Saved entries
***

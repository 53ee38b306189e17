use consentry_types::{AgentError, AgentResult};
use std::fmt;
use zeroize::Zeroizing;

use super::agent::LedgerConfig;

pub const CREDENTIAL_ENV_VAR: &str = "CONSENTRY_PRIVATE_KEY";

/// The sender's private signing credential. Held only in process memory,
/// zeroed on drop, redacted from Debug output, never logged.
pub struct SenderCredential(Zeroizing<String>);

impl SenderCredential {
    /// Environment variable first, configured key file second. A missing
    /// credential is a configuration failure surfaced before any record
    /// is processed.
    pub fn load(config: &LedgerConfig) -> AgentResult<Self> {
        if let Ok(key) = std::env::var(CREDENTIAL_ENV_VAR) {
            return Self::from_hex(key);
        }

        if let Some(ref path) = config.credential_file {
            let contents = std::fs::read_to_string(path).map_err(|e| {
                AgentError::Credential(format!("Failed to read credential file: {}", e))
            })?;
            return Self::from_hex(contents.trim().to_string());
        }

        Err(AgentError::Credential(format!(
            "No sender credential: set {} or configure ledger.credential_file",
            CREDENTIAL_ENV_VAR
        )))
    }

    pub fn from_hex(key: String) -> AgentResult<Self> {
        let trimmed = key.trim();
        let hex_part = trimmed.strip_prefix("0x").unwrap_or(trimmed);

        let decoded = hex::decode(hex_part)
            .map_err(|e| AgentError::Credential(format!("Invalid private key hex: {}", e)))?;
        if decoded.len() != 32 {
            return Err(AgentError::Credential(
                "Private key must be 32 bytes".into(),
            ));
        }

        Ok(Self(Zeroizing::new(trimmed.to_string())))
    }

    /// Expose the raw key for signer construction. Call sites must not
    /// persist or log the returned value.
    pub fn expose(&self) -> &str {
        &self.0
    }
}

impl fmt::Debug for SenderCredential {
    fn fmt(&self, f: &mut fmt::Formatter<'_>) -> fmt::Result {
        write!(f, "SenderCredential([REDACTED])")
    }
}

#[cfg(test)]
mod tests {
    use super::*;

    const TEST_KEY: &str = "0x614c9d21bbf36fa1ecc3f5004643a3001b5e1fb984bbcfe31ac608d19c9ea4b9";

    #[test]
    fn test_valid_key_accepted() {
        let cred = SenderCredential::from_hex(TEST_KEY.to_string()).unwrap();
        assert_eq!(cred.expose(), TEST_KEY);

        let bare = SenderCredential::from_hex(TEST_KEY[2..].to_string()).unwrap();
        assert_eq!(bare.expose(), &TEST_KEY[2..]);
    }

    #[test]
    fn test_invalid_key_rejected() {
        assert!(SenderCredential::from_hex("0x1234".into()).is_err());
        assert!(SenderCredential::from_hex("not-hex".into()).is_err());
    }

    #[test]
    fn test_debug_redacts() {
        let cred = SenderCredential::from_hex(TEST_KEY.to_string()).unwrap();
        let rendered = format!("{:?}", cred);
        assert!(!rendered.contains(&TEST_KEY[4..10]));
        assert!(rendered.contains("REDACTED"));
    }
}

***

→ **Task objective**: Only the number is wanted: count the lines of the records that hold the word "impl".

→ **Expected answer**: 2